On Thu, 01 Jun 2006 02:18:20 -0700
David Liontooth <[EMAIL PROTECTED]> wrote:

> Starting with 2.6.16, some USB devices fail unnecessarily on unpowered
> hubs. Alan Stern explains,
> 
> "The idea is that the kernel now keeps track of USB power budgets.  When a 
> bus-powered device requires more current than its upstream hub is capable 
> of providing, the kernel will not configure it.
> 
> Computers' USB ports are capable of providing a full 500 mA, so devices
> plugged directly into the computer will work okay.  However unpowered hubs
> can provide only 100 mA to each port.  Some devices require (or claim they
> require) more current than that.  As a result, they don't get configured
> when plugged into an unpowered hub."
> 
> http://www.mail-archive.com/linux-usb-devel@lists.sourceforge.net/msg43480.html
> 
> This is generating a lot of grief and appears to be unnecessarily
> strict.

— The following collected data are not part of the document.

//! The bulk-deletion filter and its wire shape.
//!
//! Confidence bounds travel on the server's 0-100 percentage scale, and the
//! local `matches` predicate mirrors the server's deletion query exactly so
//! the UI can preview how many loaded alerts a filter would remove.

use serde::{Deserialize, Serialize};

use crate::alert::{Alert, AlertType};

#[derive(Debug, Clone, PartialEq, Serialize, Deserialize)]
pub struct Filter {
    #[serde(rename = "type", skip_serializing_if = "Option::is_none", default)]
    pub alert_type: Option<AlertType>,
    #[serde(rename = "minConfidence")]
    pub min_confidence: f64,
    #[serde(rename = "maxConfidence")]
    pub max_confidence: f64,
    #[serde(skip_serializing_if = "Option::is_none", default)]
    pub from: Option<String>,
    #[serde(skip_serializing_if = "Option::is_none", default)]
    pub to: Option<String>,
}

impl Default for Filter {
    fn default() -> Self {
        Self {
            alert_type: None,
            min_confidence: 0.0,
            max_confidence: 100.0,
            from: None,
            to: None,
        }
    }
}

impl Filter {
    pub fn set_min_confidence_input(&mut self, raw: &str) {
        self.min_confidence = parse_confidence(raw);
    }

    pub fn set_max_confidence_input(&mut self, raw: &str) {
        self.max_confidence = parse_confidence(raw);
    }

    /// Empty strings mean "unset", matching the server's truthiness checks.
    pub fn set_time_range(&mut self, from: String, to: String) {
        self.from = none_if_empty(from);
        self.to = none_if_empty(to);
    }

    /// The server only adds a confidence clause when the bounds are not the
    /// full 0-100 window.
    #[must_use]
    pub fn confidence_active(&self) -> bool {
        self.min_confidence > 0.0 || self.max_confidence < 100.0
    }

    /// Replicates the server's deletion query against one alert.
    ///
    /// Timestamps are compared as strings, exactly like the backing query
    /// does; ISO-8601 strings of this shape order lexicographically.
    #[must_use]
    pub fn matches(&self, alert: &Alert) -> bool {
        if let Some(want) = self.alert_type {
            if alert.alert_type != want {
                return false;
            }
        }
        if self.confidence_active() {
            let pct = alert.confidence_pct();
            if pct < self.min_confidence || pct > self.max_confidence {
                return false;
            }
        }
        // The range only applies when both bounds are present.
        if let (Some(from), Some(to)) = (self.from.as_deref(), self.to.as_deref()) {
            let ts = alert.timestamp.as_str();
            if ts < from || ts > to {
                return false;
            }
        }
        true
    }

    /// How many of the given alerts this filter would delete.
    #[must_use]
    pub fn match_count(&self, alerts: &[Alert]) -> usize {
        alerts.iter().filter(|a| self.matches(a)).count()
    }
}

/// `parseFloat(x) || 0` semantics: anything that is not a finite number
/// clamps to zero rather than erroring.
#[must_use]
pub fn parse_confidence(raw: &str) -> f64 {
    raw.trim()
        .parse::<f64>()
        .ok()
        .filter(|v| v.is_finite())
        .unwrap_or(0.0)
}

fn none_if_empty(value: String) -> Option<String> {
    let trimmed = value.trim();
    if trimmed.is_empty() {
        None
    } else {
        Some(trimmed.to_string())
    }
}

Common USB sticks with a MaxPower value just above 100mA, for
> instance, typically work fine on unpowered hubs supplying 100mA.
> 
> Is a more user-friendly solution possible? Could the shortfall
> information be passed to udev, which would allow rules to be written per
> device?
> 

(added linux-usb cc)

Yes, it sounds like we're being non-real-worldly here.  This change
apparently broke things.  Did it actually fix anything as well?